Grace Cathedral Park

I finally picked up the companion album to that incredibly sleepy Grace Cathedral Park EP. This was a bandcamp find – I don’t know anything at all about this group except that I really enjoyed their EP. The album expands on it nicely, although I could see this structured as a small collection of EPs instead of a full-length.

The sleepy shoegaze vibe works best packaged in an overall concise way – like the Cocteau Twin’s immortal Victorialand album, which is what the Grace Cathedral Park project makes me think of the most. Victorialand clocks in somewhere around 30 minutes, broken into two sides if you’re listening to it the way it was originally released. It feels like a much longer journey in that time though. Just the right balance of sleepy meditative riffs and knowing when to bow out.

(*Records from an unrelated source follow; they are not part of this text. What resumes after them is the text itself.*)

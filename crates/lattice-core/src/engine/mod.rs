//! # Engine Module
//!
//! Pure transformations that take a loaded job to rendered solver code.
//!
//! ## Overview
//!
//! Nothing in this module touches the filesystem except loading templates and reading a
//! source file for inspection. The per-job state machine that sequences these pieces,
//! and writes their results, lives in [`crate::workflows`].
//!
//! ## Architecture
//!
//! - **Parametric Expansion** ([`parametric`]) - Cartesian expansion of sweeps into parameter sets
//! - **Geometry Resolution** ([`builder`]) - Applying a parameter set to a copy of the base geometry
//! - **Geometry Validation** ([`validation`]) - Overlap, penetration and thickness-safety checks
//! - **Rendering** ([`render`]) - The template collaborator boundary and the built-in renderer
//! - **Code Checks** ([`code_check`]) - Static checks of rendered solver source
//! - **Reports** ([`report`]) - Error/warning accumulation shared by both validators
//! - **Configuration** ([`config`]) - Generation settings and their builder
//! - **Progress Monitoring** ([`progress`]) - Callback-based progress events
//! - **Error Handling** ([`error`]) - Engine error taxonomy and skip-vs-abort classification

pub mod builder;
pub mod code_check;
pub mod config;
pub mod error;
pub mod parametric;
pub mod progress;
pub mod render;
pub mod report;
pub mod validation;
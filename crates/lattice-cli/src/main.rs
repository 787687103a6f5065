mod cli;
mod commands;
mod config;
mod error;
mod logging;
mod utils;

use crate::cli::{Cli, Commands};
use crate::error::{CliError, Result};
use clap::Parser;
use tracing::{debug, error, info};

fn main() {
    if let Err(e) = run_app() {
        eprintln!("\n❌ Error: {}", e);
        std::process::exit(1);
    }
}

fn run_app() -> Result<()> {
    let cli = Cli::parse();
    logging::setup_logging(cli.verbose, cli.quiet, cli.log_file.clone())?;

    let (panic_hook, eyre_hook) = color_eyre::config::HookBuilder::default().into_hooks();
    eyre_hook.install().map_err(|e| CliError::Other(e.into()))?;
    std::panic::set_hook(Box::new(move |pi| {
        error!("{}", panic_hook.panic_report(pi));
    }));

    info!("🚀 latgen v{} starting up.", env!("CARGO_PKG_VERSION"));
    debug!("Full CLI arguments parsed: {:?}", &cli);

    let command_result = match cli.command {
        Commands::Generate(args) => {
            info!("Dispatching to 'generate' command.");
            commands::generate::run(args)
        }
        Commands::Validate(args) => {
            info!("Dispatching to 'validate' command.");
            commands::validate::run(args)
        }
        Commands::Info(args) => {
            info!("Dispatching to 'info' command.");
            commands::info::run(args)
        }
        Commands::CheckCode(args) => {
            info!("Dispatching to 'check-code' command.");
            commands::check_code::run(args)
        }
        Commands::LintTemplates(args) => {
            info!("Dispatching to 'lint-templates' command.");
            commands::lint::run(args)
        }
    };

    match &command_result {
        Ok(_) => {
            info!("✅ Command completed successfully.");
            println!("✅ Command completed successfully.");
        }
        Err(e) => {
            error!("❌ Command failed: {}", e);
        }
    }

    command_result
}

The album version of Grace Cathedral Park feels maybe slightly long-winded, but it holds up to the quality of the EP I fell in love with last year. (It contains two out of three of the EP’s songs, too.) I’m really out of touch with what happened to shoegaze in the 21st century, but Grace Cathedral Park doesn’t just sit as a genre piece of empty shoegaze nostalgia – the songs are solid, catchy and haunting and the production style doesn’t rely on recycled tropes but finds a place for these songs to breathe. (While touching obvious idiomatic points along the way – washed out reverb, a hi-fi studio grunge sound that doesn’t quite let itself become too plastic or packaged…)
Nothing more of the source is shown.